Beach - hope it's going well. do you have a due date yet??

Alegria - how's it going 

Terry - hope you are still ok 

Emma - hello! 

love to all


----------



## anna the third (Jan 15, 2008)

hello eveyrone, OMG this rain!!!

Terry, It was I who said that embryos can correct, having been told this in the course of a long conversationw ith the embryologist. her view was v negative on PGD and that was one of the reasons why. ie you could reject a "bad" cell when actually that embryo was just about to do the decent thing and correct itself. 

Scary story re the US lady adn her triplets, :-(

Jenny, thanks for your message. it's all jsut indicative I think, (at best!). the thing is that we dont know what normally fertile women get. someone I know who has had 2 children (bang bang first month each time, aged 32 and 35) had her FSH done as a favour to me as I was interested. there it was, 11 point something. So U.C.H. would have rejected her for treatment for starters when she is extremely fertile by the measure of practical reality. 

I don' know. all i ultimately know, over 20k later, is that the older you are the harder it is as everything starts to be less efficient- egg production, fimbrae picking up the egg, exact timing, length of time egg survives, chemical signals of implantation, everything. it's just a question of keeping going. 

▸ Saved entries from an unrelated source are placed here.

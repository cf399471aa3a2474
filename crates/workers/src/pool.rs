use std::future::Future;
use std::sync::Arc;
use std::sync::atomic::{AtomicBool, AtomicU64, AtomicUsize, Ordering};
use std::time::Duration;

use tokio::sync::Semaphore;
use tokio_util::task::TaskTracker;
use serde::Serialize;
use tracing::{debug, info, warn};

use crate::config::{PoolConfig, SaturationPolicy, WorkerPoolsConfig};

/// Errors returned when a task cannot be accepted.
#[derive(Debug, Clone, PartialEq, Eq, thiserror::Error)]
pub enum PoolError {
    #[error("{pool} pool is saturated")]
    Saturated { pool: String },

    #[error("{pool} pool is shut down")]
    Closed { pool: String },
}

/// How an accepted task was scheduled.
#[derive(Debug, Clone, Copy, PartialEq, Eq)]
pub enum Submitted {
    /// Spawned onto the pool; runs in the background.
    Queued,
    /// Pool was full; the submitter already ran it to completion.
    RanInline,
}

/// Queue utilization above which a pool reports itself degraded.
pub const QUEUE_HEALTH_THRESHOLD: f64 = 0.8;

/// Point-in-time counters for one pool.
#[derive(Debug, Clone, PartialEq, Serialize)]
#[serde(rename_all = "camelCase")]
pub struct PoolStats {
    pub name: String,
    pub workers: usize,
    /// Tasks currently holding a worker.
    pub running: usize,
    /// Admitted tasks waiting for a worker.
    pub queued: usize,
    pub queue_capacity: usize,
    /// Pool tasks finished since creation. Work run on the caller is not counted.
    pub completed: u64,
}

impl PoolStats {
    /// Fraction of the queue in use; `0.0` for a pool without a queue.
    pub fn queue_utilization(&self) -> f64 {
        if self.queue_capacity == 0 {
            return 0.0;
        }
        self.queued as f64 / self.queue_capacity as f64
    }

    pub fn health(&self) -> PoolHealth {
        if self.queue_utilization() > QUEUE_HEALTH_THRESHOLD {
            PoolHealth::Degraded
        } else {
            PoolHealth::Healthy
        }
    }
}

#[derive(Debug, Clone, Copy, PartialEq, Eq, Serialize)]
#[serde(rename_all = "SCREAMING_SNAKE_CASE")]
pub enum PoolHealth {
    Healthy,
    /// Queue more than 80% full.
    Degraded,
}

/// A bounded pool of tokio tasks.
///
/// At most `workers` tasks run at once and at most `workers + queue_capacity`
/// are admitted. Cloning yields another handle to the same pool.
#[derive(Clone)]
pub struct TaskPool {
    inner: Arc<PoolInner>,
}

struct PoolInner {
    name: String,
    policy: SaturationPolicy,
    slots: Arc<Semaphore>,
    running: Arc<Semaphore>,
    tracker: TaskTracker,
    closed: AtomicBool,
    shutdown_timeout: Duration,
    workers: usize,
    queue_capacity: usize,
    running_count: AtomicUsize,
    completed: AtomicU64,
}

impl std::fmt::Debug for TaskPool {
    fn fmt(&self, f: &mut std::fmt::Formatter<'_>) -> std::fmt::Result {
        f.debug_struct("TaskPool")
            .field("name", &self.inner.name)
            .field("policy", &self.inner.policy)
            .field("in_flight", &self.inner.tracker.len())
            .finish_non_exhaustive()
    }
}

impl TaskPool {
    pub fn new(name: impl Into<String>, config: &PoolConfig) -> Self {
        let workers = config.effective_workers();
        let name = name.into();
        debug!(
            pool = %name,
            workers,
            queue = config.queue_capacity,
            policy = ?config.policy,
            "creating task pool"
        );
        Self {
            inner: Arc::new(PoolInner {
                name,
                policy: config.policy,
                slots: Arc::new(Semaphore::new(workers + config.queue_capacity)),
                running: Arc::new(Semaphore::new(workers)),
                tracker: TaskTracker::new(),
                closed: AtomicBool::new(false),
                shutdown_timeout: config.shutdown_timeout(),
                workers,
                queue_capacity: config.queue_capacity,
                running_count: AtomicUsize::new(0),
                completed: AtomicU64::new(0),
            }),
        }
    }

    pub fn name(&self) -> &str {
        &self.inner.name
    }

    /// Tasks admitted and not yet finished.
    pub fn in_flight(&self) -> usize {
        self.inner.tracker.len()
    }

    pub fn stats(&self) -> PoolStats {
        let running = self.inner.running_count.load(Ordering::Acquire);
        PoolStats {
            name: self.inner.name.clone(),
            workers: self.inner.workers,
            running,
            queued: self.inner.tracker.len().saturating_sub(running),
            queue_capacity: self.inner.queue_capacity,
            completed: self.inner.completed.load(Ordering::Acquire),
        }
    }

    pub fn health(&self) -> PoolHealth {
        self.stats().health()
    }

    /// Submits `task` according to the pool's saturation policy.
    ///
    /// With [`SaturationPolicy::CallerRuns`] a full pool runs the task inside
    /// this call, so the returned future completes only after the task does.
    pub async fn submit<F>(&self, task: F) -> Result<Submitted, PoolError>
    where
        F: Future<Output = ()> + Send + 'static,
    {
        if self.inner.closed.load(Ordering::Acquire) {
            return Err(PoolError::Closed {
                pool: self.inner.name.clone(),
            });
        }

        match Arc::clone(&self.inner.slots).try_acquire_owned() {
            Ok(slot) => {
                let inner = Arc::clone(&self.inner);
                self.inner.tracker.spawn(async move {
                    let _slot = slot;
                    let _permit = Arc::clone(&inner.running).acquire_owned().await;
                    inner.running_count.fetch_add(1, Ordering::AcqRel);
                    task.await;
                    inner.running_count.fetch_sub(1, Ordering::AcqRel);
                    inner.completed.fetch_add(1, Ordering::AcqRel);
                });
                Ok(Submitted::Queued)
            }
            Err(_) => match self.inner.policy {
                SaturationPolicy::CallerRuns => {
                    debug!(pool = %self.inner.name, "pool saturated, running task on caller");
                    task.await;
                    Ok(Submitted::RanInline)
                }
                SaturationPolicy::Abort => {
                    warn!(pool = %self.inner.name, "pool saturated, rejecting task");
                    Err(PoolError::Saturated {
                        pool: self.inner.name.clone(),
                    })
                }
            },
        }
    }

    /// Waits until every admitted task has finished.
    pub async fn wait_idle(&self) {
        self.inner.tracker.close();
        self.inner.tracker.wait().await;
        if !self.inner.closed.load(Ordering::Acquire) {
            self.inner.tracker.reopen();
        }
    }

    /// Stops accepting work and waits up to the configured timeout for
    /// admitted tasks. Returns `false` if tasks were still running.
    pub async fn shutdown(&self) -> bool {
        self.inner.closed.store(true, Ordering::Release);
        self.inner.tracker.close();
        let drained = tokio::time::timeout(self.inner.shutdown_timeout, self.inner.tracker.wait())
            .await
            .is_ok();
        if drained {
            info!(pool = %self.inner.name, "task pool drained");
        } else {
            warn!(
                pool = %self.inner.name,
                remaining = self.inner.tracker.len(),
                "task pool shutdown timed out"
            );
        }
        drained
    }
}

/// The three pools used by the upload core.
#[derive(Debug, Clone)]
pub struct WorkerPools {
    pub upload: TaskPool,
    pub notify: TaskPool,
    pub processing: TaskPool,
}

impl WorkerPools {
    pub fn new(config: &WorkerPoolsConfig) -> Self {
        Self {
            upload: TaskPool::new("upload", &config.upload),
            notify: TaskPool::new("notify", &config.notify),
            processing: TaskPool::new("processing", &config.processing),
        }
    }

    /// Waits until all three pools are idle.
    pub async fn wait_idle(&self) {
        self.upload.wait_idle().await;
        self.processing.wait_idle().await;
        self.notify.wait_idle().await;
    }

    pub fn stats(&self) -> [PoolStats; 3] {
        [self.upload.stats(), self.processing.stats(), self.notify.stats()]
    }

    /// Logs the counters of every pool. Returns `false` if any pool is
    /// degraded.
    pub fn log_health(&self) -> bool {
        let mut healthy = true;
        for stats in self.stats() {
            match stats.health() {
                PoolHealth::Healthy => debug!(
                    pool = %stats.name,
                    running = stats.running,
                    queued = stats.queued,
                    capacity = stats.queue_capacity,
                    completed = stats.completed,
                    "pool healthy"
                ),
                PoolHealth::Degraded => {
                    healthy = false;
                    warn!(
                        pool = %stats.name,
                        running = stats.running,
                        queued = stats.queued,
                        capacity = stats.queue_capacity,
                        completed = stats.completed,
                        "pool queue above 80% capacity"
                    );
                }
            }
        }
        healthy
    }

    /// Shuts the pools down in dependency order: upload work may still
    /// schedule processing and notifications.
    pub async fn shutdown(&self) -> bool {
        self.log_health();
        let upload = self.upload.shutdown().await;
        let processing = self.processing.shutdown().await;
        let notify = self.notify.shutdown().await;
        upload && processing && notify
    }
}

impl Default for WorkerPools {
    fn default() -> Self {
        Self::new(&WorkerPoolsConfig::default())
    }
}

#[cfg(test)]
mod tests {
    use std::sync::atomic::AtomicUsize;

    use tokio::sync::oneshot;

    use super::*;

    fn config(workers: usize, queue_capacity: usize, policy: SaturationPolicy) -> PoolConfig {
        PoolConfig {
            workers,
            queue_capacity,
            policy,
            shutdown_timeout_secs: 1,
        }
    }

    #[tokio::test]
    async fn abort_policy_rejects_when_full() {
        let pool = TaskPool::new("notify", &config(1, 0, SaturationPolicy::Abort));
        let (release_tx, release_rx) = oneshot::channel::<()>();

        let first = pool
            .submit(async move {
                let _ = release_rx.await;
            })
            .await;
        assert_eq!(first, Ok(Submitted::Queued));

        let second = pool.submit(async {}).await;
        assert_eq!(
            second,
            Err(PoolError::Saturated {
                pool: "notify".into()
            })
        );

        release_tx.send(()).unwrap();
        pool.wait_idle().await;
        assert_eq!(pool.submit(async {}).await, Ok(Submitted::Queued));
    }

    #[tokio::test]
    async fn caller_runs_policy_executes_inline_when_full() {
        let pool = TaskPool::new("upload", &config(1, 0, SaturationPolicy::CallerRuns));
        let (release_tx, release_rx) = oneshot::channel::<()>();
        pool.submit(async move {
            let _ = release_rx.await;
        })
        .await
        .unwrap();

        let ran = Arc::new(AtomicBool::new(false));
        let flag = Arc::clone(&ran);
        let outcome = pool
            .submit(async move {
                flag.store(true, Ordering::SeqCst);
            })
            .await;

        assert_eq!(outcome, Ok(Submitted::RanInline));
        assert!(ran.load(Ordering::SeqCst));
        release_tx.send(()).unwrap();
        pool.wait_idle().await;
    }

    #[tokio::test(start_paused = true)]
    async fn concurrency_is_bounded_by_workers() {
        let pool = TaskPool::new("processing", &config(2, 10, SaturationPolicy::Abort));
        let active = Arc::new(AtomicUsize::new(0));
        let peak = Arc::new(AtomicUsize::new(0));
        let done = Arc::new(AtomicUsize::new(0));

        for _ in 0..6 {
            let active = Arc::clone(&active);
            let peak = Arc::clone(&peak);
            let done = Arc::clone(&done);
            pool.submit(async move {
                let now = active.fetch_add(1, Ordering::SeqCst) + 1;
                peak.fetch_max(now, Ordering::SeqCst);
                tokio::time::sleep(Duration::from_millis(10)).await;
                active.fetch_sub(1, Ordering::SeqCst);
                done.fetch_add(1, Ordering::SeqCst);
            })
            .await
            .unwrap();
        }

        pool.wait_idle().await;
        assert_eq!(done.load(Ordering::SeqCst), 6);
        assert!(peak.load(Ordering::SeqCst) <= 2);
        assert_eq!(pool.in_flight(), 0);
    }

    #[tokio::test]
    async fn stats_flag_a_nearly_full_queue() {
        let pool = TaskPool::new("upload", &config(1, 5, SaturationPolicy::Abort));
        let (started_tx, started_rx) = oneshot::channel::<()>();
        let (release_tx, release_rx) = oneshot::channel::<()>();
        pool.submit(async move {
            let _ = started_tx.send(());
            let _ = release_rx.await;
        })
        .await
        .unwrap();
        started_rx.await.unwrap();

        for _ in 0..4 {
            pool.submit(async {}).await.unwrap();
        }
        let stats = pool.stats();
        assert_eq!((stats.running, stats.queued), (1, 4));
        assert_eq!(stats.queue_capacity, 5);
        assert_eq!(stats.health(), PoolHealth::Healthy);

        pool.submit(async {}).await.unwrap();
        assert_eq!(pool.stats().queued, 5);
        assert_eq!(pool.health(), PoolHealth::Degraded);

        release_tx.send(()).unwrap();
        pool.wait_idle().await;
        let stats = pool.stats();
        assert_eq!((stats.running, stats.queued, stats.completed), (0, 0, 6));
        assert_eq!(stats.health(), PoolHealth::Healthy);
    }

    #[test]
    fn pool_without_queue_is_healthy() {
        let stats = TaskPool::new("notify", &config(2, 0, SaturationPolicy::Abort)).stats();
        assert_eq!(stats.queue_utilization(), 0.0);
        assert_eq!(stats.health(), PoolHealth::Healthy);
    }

    #[tokio::test]
    async fn shutdown_rejects_new_work() {
        let pool = TaskPool::new("upload", &config(1, 1, SaturationPolicy::CallerRuns));
        pool.submit(async {}).await.unwrap();

        assert!(pool.shutdown().await);
        assert_eq!(
            pool.submit(async {}).await,
            Err(PoolError::Closed {
                pool: "upload".into()
            })
        );
    }
}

all of which my Grandma's generation could have told us for free. GGGRRRR!

xxx


----------



## Terry (Feb 24, 2005)

Anna, you make a really good point with your home grown science experiment with your friend who had two kids! Makes me want to redo my AMH.

Also, we're similar to you in cash burn rate    Six cycles at approximately £5500 each, though two were paid for by others.  So about £22k on our part.  But my doc says it's a roll of the dice...you just have to keep playing. You're sort of bound to hit one eventually, but you just don't know when. (Sort of like Forrest Gump's chocolates, eh?)

I wish they had things over here like they do at McGill (Google Dr Tan; McGill)  They offer 3 cycles for C$10,000.  There are conditions, notably, you need to do three within one year, and if you get pregnant (ie think past X weeks, where X is 20 weeks), then your special deal lapses.  Dr Tan is a research supremo --- developed the new egg freezing technique and has published loads.  Some of his underlings may be more clinically oriented (my fave: Dr Holzer).  I did one cycle there, but ultimately decided that long distance was not my thing.  But since many of you are considering Jinemed, you should know McGill is only a 6 hour flight away... If anyone has questions, please ask.  I've jokingly asked the LIster if they'd do a Loyalty Card thing over here


----------



## laurab (Apr 17, 2006)

Just walked home in the rain.  

Well exciting development.... i have felt queesy a couple of times today (well I think, I hope I wasn't imagining it!)  

Anyway,

LJ - Oh curly hair is fab!!! Timhas the most lovely thick curly hair and so has one of my mates. Mine is straight at the sides and then wavy at the back!!??

Mirra - So did you get out of the chair today?

Kazzie - I've replied to your post on other thread.  

Emma - You ok chick?

Merse - Hello

Steph - Hope all went ok at DH check up.   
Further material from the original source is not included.